◆ What the task asks ◆
The answer must consist of the entire listing, repeated exactly.
#####
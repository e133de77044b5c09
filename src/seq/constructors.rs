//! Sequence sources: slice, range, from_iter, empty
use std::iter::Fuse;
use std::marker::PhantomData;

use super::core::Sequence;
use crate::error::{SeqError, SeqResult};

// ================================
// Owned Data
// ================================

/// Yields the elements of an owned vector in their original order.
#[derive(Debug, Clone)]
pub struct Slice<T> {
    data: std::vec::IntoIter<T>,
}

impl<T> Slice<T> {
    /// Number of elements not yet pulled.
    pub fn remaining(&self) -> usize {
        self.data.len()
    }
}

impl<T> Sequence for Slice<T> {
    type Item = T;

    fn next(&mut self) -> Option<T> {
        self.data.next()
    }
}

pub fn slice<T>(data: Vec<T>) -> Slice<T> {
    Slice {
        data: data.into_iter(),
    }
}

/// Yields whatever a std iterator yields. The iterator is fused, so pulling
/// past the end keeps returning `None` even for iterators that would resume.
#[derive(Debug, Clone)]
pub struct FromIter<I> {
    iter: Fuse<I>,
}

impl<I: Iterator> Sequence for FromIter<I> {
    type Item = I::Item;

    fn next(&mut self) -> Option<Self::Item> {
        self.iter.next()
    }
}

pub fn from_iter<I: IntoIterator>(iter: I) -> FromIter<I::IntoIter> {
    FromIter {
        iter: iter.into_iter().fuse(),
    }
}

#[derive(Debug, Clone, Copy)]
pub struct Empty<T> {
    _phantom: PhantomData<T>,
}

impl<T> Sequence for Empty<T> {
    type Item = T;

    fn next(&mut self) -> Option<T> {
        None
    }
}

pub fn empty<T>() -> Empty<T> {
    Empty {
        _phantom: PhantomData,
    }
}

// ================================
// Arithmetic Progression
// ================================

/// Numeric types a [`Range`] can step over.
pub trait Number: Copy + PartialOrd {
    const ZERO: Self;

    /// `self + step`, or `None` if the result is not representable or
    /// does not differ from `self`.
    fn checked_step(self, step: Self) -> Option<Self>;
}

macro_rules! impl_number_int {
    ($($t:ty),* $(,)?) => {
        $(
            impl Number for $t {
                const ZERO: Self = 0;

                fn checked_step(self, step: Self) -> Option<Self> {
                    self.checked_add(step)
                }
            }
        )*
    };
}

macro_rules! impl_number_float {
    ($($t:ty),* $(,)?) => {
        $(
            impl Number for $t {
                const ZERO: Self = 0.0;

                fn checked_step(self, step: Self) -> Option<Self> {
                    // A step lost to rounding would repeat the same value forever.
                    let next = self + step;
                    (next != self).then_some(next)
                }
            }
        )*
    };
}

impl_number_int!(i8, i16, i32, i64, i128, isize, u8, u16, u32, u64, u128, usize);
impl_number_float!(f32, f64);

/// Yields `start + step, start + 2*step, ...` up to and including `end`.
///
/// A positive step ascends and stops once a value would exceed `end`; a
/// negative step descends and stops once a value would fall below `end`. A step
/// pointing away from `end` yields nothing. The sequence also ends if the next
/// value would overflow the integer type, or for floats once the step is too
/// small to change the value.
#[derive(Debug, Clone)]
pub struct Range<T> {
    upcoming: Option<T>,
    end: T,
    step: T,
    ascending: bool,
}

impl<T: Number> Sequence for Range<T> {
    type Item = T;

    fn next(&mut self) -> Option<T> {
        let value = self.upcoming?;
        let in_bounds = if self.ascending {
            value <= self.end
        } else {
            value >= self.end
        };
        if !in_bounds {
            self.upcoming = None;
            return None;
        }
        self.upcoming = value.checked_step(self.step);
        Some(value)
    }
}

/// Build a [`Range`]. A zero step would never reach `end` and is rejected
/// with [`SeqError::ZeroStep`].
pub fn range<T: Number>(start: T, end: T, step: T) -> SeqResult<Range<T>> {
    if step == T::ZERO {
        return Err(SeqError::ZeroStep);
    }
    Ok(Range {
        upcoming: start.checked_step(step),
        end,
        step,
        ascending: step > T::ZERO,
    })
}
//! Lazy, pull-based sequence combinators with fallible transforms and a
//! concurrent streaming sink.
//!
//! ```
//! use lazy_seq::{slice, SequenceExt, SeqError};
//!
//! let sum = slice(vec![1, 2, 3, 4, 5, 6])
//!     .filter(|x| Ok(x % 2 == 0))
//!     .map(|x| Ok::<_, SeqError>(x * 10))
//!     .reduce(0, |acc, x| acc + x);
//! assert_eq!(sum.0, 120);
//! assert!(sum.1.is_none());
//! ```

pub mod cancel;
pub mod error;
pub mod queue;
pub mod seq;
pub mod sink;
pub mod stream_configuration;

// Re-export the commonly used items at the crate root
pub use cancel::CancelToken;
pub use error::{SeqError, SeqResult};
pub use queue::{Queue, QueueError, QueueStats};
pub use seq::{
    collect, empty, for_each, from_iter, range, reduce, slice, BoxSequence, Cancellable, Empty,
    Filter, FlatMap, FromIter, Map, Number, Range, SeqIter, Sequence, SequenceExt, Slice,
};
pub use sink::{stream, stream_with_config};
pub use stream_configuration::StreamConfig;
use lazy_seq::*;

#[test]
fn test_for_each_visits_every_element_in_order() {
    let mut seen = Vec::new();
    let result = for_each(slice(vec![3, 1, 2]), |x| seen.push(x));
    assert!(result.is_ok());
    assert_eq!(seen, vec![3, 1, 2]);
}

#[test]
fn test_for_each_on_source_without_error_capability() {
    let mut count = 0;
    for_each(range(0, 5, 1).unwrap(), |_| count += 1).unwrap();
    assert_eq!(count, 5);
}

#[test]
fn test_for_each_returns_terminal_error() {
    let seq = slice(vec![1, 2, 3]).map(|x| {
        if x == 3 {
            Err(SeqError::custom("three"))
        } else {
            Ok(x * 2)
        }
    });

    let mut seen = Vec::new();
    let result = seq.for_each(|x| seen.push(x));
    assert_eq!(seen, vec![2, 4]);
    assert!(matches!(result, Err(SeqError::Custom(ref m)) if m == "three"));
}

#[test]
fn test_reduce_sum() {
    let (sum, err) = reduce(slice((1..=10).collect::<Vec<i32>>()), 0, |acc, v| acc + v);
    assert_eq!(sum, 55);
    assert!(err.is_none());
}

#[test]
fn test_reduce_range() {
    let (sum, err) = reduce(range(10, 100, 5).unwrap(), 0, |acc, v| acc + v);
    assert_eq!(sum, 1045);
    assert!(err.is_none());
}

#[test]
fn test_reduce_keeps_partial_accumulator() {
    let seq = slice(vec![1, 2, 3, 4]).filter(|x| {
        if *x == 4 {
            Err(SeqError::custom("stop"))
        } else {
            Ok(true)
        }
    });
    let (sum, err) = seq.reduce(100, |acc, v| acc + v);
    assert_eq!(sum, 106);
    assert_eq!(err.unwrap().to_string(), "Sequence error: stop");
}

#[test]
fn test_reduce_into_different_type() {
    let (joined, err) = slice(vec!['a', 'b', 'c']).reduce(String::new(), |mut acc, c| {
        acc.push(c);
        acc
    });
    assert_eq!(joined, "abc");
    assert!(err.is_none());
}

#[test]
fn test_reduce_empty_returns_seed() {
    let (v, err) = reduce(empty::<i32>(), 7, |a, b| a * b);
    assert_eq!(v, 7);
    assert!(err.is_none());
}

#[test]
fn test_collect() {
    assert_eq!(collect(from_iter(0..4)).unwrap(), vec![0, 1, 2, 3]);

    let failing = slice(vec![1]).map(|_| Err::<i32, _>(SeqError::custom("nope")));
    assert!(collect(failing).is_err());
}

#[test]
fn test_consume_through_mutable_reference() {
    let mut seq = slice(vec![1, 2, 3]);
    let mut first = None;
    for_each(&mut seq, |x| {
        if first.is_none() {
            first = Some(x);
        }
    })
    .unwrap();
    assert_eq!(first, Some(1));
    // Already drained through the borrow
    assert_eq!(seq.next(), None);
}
#####
◆ Response to this task ◆
repository e133de77044b5c09
filename src/seq/constructors.rs
//! Sequence sources: slice, range, from_iter, empty
use std::iter::Fuse;
use std::marker::PhantomData;

use super::core::Sequence;
use crate::error::{SeqError, SeqResult};

// ================================
// Owned Data
// ================================

/// Yields the elements of an owned vector in their original order.
#[derive(Debug, Clone)]
pub struct Slice<T> {
    data: std::vec::IntoIter<T>,
}

impl<T> Slice<T> {
    /// Number of elements not yet pulled.
    pub fn remaining(&self) -> usize {
        self.data.len()
    }
}

impl<T> Sequence for Slice<T> {
    type Item = T;

    fn next(&mut self) -> Option<T> {
        self.data.next()
    }
}

pub fn slice<T>(data: Vec<T>) -> Slice<T> {
    Slice {
        data: data.into_iter(),
    }
}

/// Yields whatever a std iterator yields. The iterator is fused, so pulling
/// past the end keeps returning `None` even for iterators that would resume.
#[derive(Debug, Clone)]
pub struct FromIter<I> {
    iter: Fuse<I>,
}

impl<I: Iterator> Sequence for FromIter<I> {
    type Item = I::Item;

    fn next(&mut self) -> Option<Self::Item> {
        self.iter.next()
    }
}

pub fn from_iter<I: IntoIterator>(iter: I) -> FromIter<I::IntoIter> {
    FromIter {
        iter: iter.into_iter().fuse(),
    }
}

#[derive(Debug, Clone, Copy)]
pub struct Empty<T> {
    _phantom: PhantomData<T>,
}

impl<T> Sequence for Empty<T> {
    type Item = T;

    fn next(&mut self) -> Option<T> {
        None
    }
}

pub fn empty<T>() -> Empty<T> {
    Empty {
        _phantom: PhantomData,
    }
}

// ================================
// Arithmetic Progression
// ================================

/// Numeric types a [`Range`] can step over.
pub trait Number: Copy + PartialOrd {
    const ZERO: Self;

    /// `self + step`, or `None` if the result is not representable or
    /// does not differ from `self`.
    fn checked_step(self, step: Self) -> Option<Self>;
}

macro_rules! impl_number_int {
    ($($t:ty),* $(,)?) => {
        $(
            impl Number for $t {
                const ZERO: Self = 0;

                fn checked_step(self, step: Self) -> Option<Self> {
                    self.checked_add(step)
                }
            }
        )*
    };
}

macro_rules! impl_number_float {
    ($($t:ty),* $(,)?) => {
        $(
            impl Number for $t {
                const ZERO: Self = 0.0;

                fn checked_step(self, step: Self) -> Option<Self> {
                    // A step lost to rounding would repeat the same value forever.
                    let next = self + step;
                    (next != self).then_some(next)
                }
            }
        )*
    };
}

impl_number_int!(i8, i16, i32, i64, i128, isize, u8, u16, u32, u64, u128, usize);
impl_number_float!(f32, f64);

/// Yields `start + step, start + 2*step, ...` up to and including `end`.
///
/// A positive step ascends and stops once a value would exceed `end`; a
/// negative step descends and stops once a value would fall below `end`. A step
/// pointing away from `end` yields nothing. The sequence also ends if the next
/// value would overflow the integer type, or for floats once the step is too
/// small to change the value.
#[derive(Debug, Clone)]
pub struct Range<T> {
    upcoming: Option<T>,
    end: T,
    step: T,
    ascending: bool,
}

impl<T: Number> Sequence for Range<T> {
    type Item = T;

    fn next(&mut self) -> Option<T> {
        let value = self.upcoming?;
        let in_bounds = if self.ascending {
            value <= self.end
        } else {
            value >= self.end
        };
        if !in_bounds {
            self.upcoming = None;
            return None;
        }
        self.upcoming = value.checked_step(self.step);
        Some(value)
    }
}

/// Build a [`Range`]. A zero step would never reach `end` and is rejected
/// with [`SeqError::ZeroStep`].
pub fn range<T: Number>(start: T, end: T, step: T) -> SeqResult<Range<T>> {
    if step == T::ZERO {
        return Err(SeqError::ZeroStep);
    }
    Ok(Range {
        upcoming: start.checked_step(step),
        end,
        step,
        ascending: step > T::ZERO,
    })
}
//! Lazy, pull-based sequence combinators with fallible transforms and a
//! concurrent streaming sink.
//!
//! ```
//! use lazy_seq::{slice, SequenceExt, SeqError};
//!
//! let sum = slice(vec![1, 2, 3, 4, 5, 6])
//!     .filter(|x| Ok(x % 2 == 0))
//!     .map(|x| Ok::<_, SeqError>(x * 10))
//!     .reduce(0, |acc, x| acc + x);
//! assert_eq!(sum.0, 120);
//! assert!(sum.1.is_none());
//! ```

pub mod cancel;
pub mod error;
pub mod queue;
pub mod seq;
pub mod sink;
pub mod stream_configuration;

// Re-export the commonly used items at the crate root
pub use cancel::CancelToken;
pub use error::{SeqError, SeqResult};
pub use queue::{Queue, QueueError, QueueStats};
pub use seq::{
    collect, empty, for_each, from_iter, range, reduce, slice, BoxSequence, Cancellable, Empty,
    Filter, FlatMap, FromIter, Map, Number, Range, SeqIter, Sequence, SequenceExt, Slice,
};
pub use sink::{stream, stream_with_config};
pub use stream_configuration::StreamConfig;
use lazy_seq::*;

#[test]
fn test_for_each_visits_every_element_in_order() {
    let mut seen = Vec::new();
    let result = for_each(slice(vec![3, 1, 2]), |x| seen.push(x));
    assert!(result.is_ok());
    assert_eq!(seen, vec![3, 1, 2]);
}

#[test]
fn test_for_each_on_source_without_error_capability() {
    let mut count = 0;
    for_each(range(0, 5, 1).unwrap(), |_| count += 1).unwrap();
    assert_eq!(count, 5);
}

#[test]
fn test_for_each_returns_terminal_error() {
    let seq = slice(vec![1, 2, 3]).map(|x| {
        if x == 3 {
            Err(SeqError::custom("three"))
        } else {
            Ok(x * 2)
        }
    });

    let mut seen = Vec::new();
    let result = seq.for_each(|x| seen.push(x));
    assert_eq!(seen, vec![2, 4]);
    assert!(matches!(result, Err(SeqError::Custom(ref m)) if m == "three"));
}

#[test]
fn test_reduce_sum() {
    let (sum, err) = reduce(slice((1..=10).collect::<Vec<i32>>()), 0, |acc, v| acc + v);
    assert_eq!(sum, 55);
    assert!(err.is_none());
}

#[test]
fn test_reduce_range() {
    let (sum, err) = reduce(range(10, 100, 5).unwrap(), 0, |acc, v| acc + v);
    assert_eq!(sum, 1045);
    assert!(err.is_none());
}

#[test]
fn test_reduce_keeps_partial_accumulator() {
    let seq = slice(vec![1, 2, 3, 4]).filter(|x| {
        if *x == 4 {
            Err(SeqError::custom("stop"))
        } else {
            Ok(true)
        }
    });
    let (sum, err) = seq.reduce(100, |acc, v| acc + v);
    assert_eq!(sum, 106);
    assert_eq!(err.unwrap().to_string(), "Sequence error: stop");
}

#[test]
fn test_reduce_into_different_type() {
    let (joined, err) = slice(vec!['a', 'b', 'c']).reduce(String::new(), |mut acc, c| {
        acc.push(c);
        acc
    });
    assert_eq!(joined, "abc");
    assert!(err.is_none());
}

#[test]
fn test_reduce_empty_returns_seed() {
    let (v, err) = reduce(empty::<i32>(), 7, |a, b| a * b);
    assert_eq!(v, 7);
    assert!(err.is_none());
}

#[test]
fn test_collect() {
    assert_eq!(collect(from_iter(0..4)).unwrap(), vec![0, 1, 2, 3]);

    let failing = slice(vec![1]).map(|_| Err::<i32, _>(SeqError::custom("nope")));
    assert!(collect(failing).is_err());
}

#[test]
fn test_consume_through_mutable_reference() {
    let mut seq = slice(vec![1, 2, 3]);
    let mut first = None;
    for_each(&mut seq, |x| {
        if first.is_none() {
            first = Some(x);
        }
    })
    .unwrap();
    assert_eq!(first, Some(1));
    // Already drained through the borrow
    assert_eq!(seq.next(), None);
}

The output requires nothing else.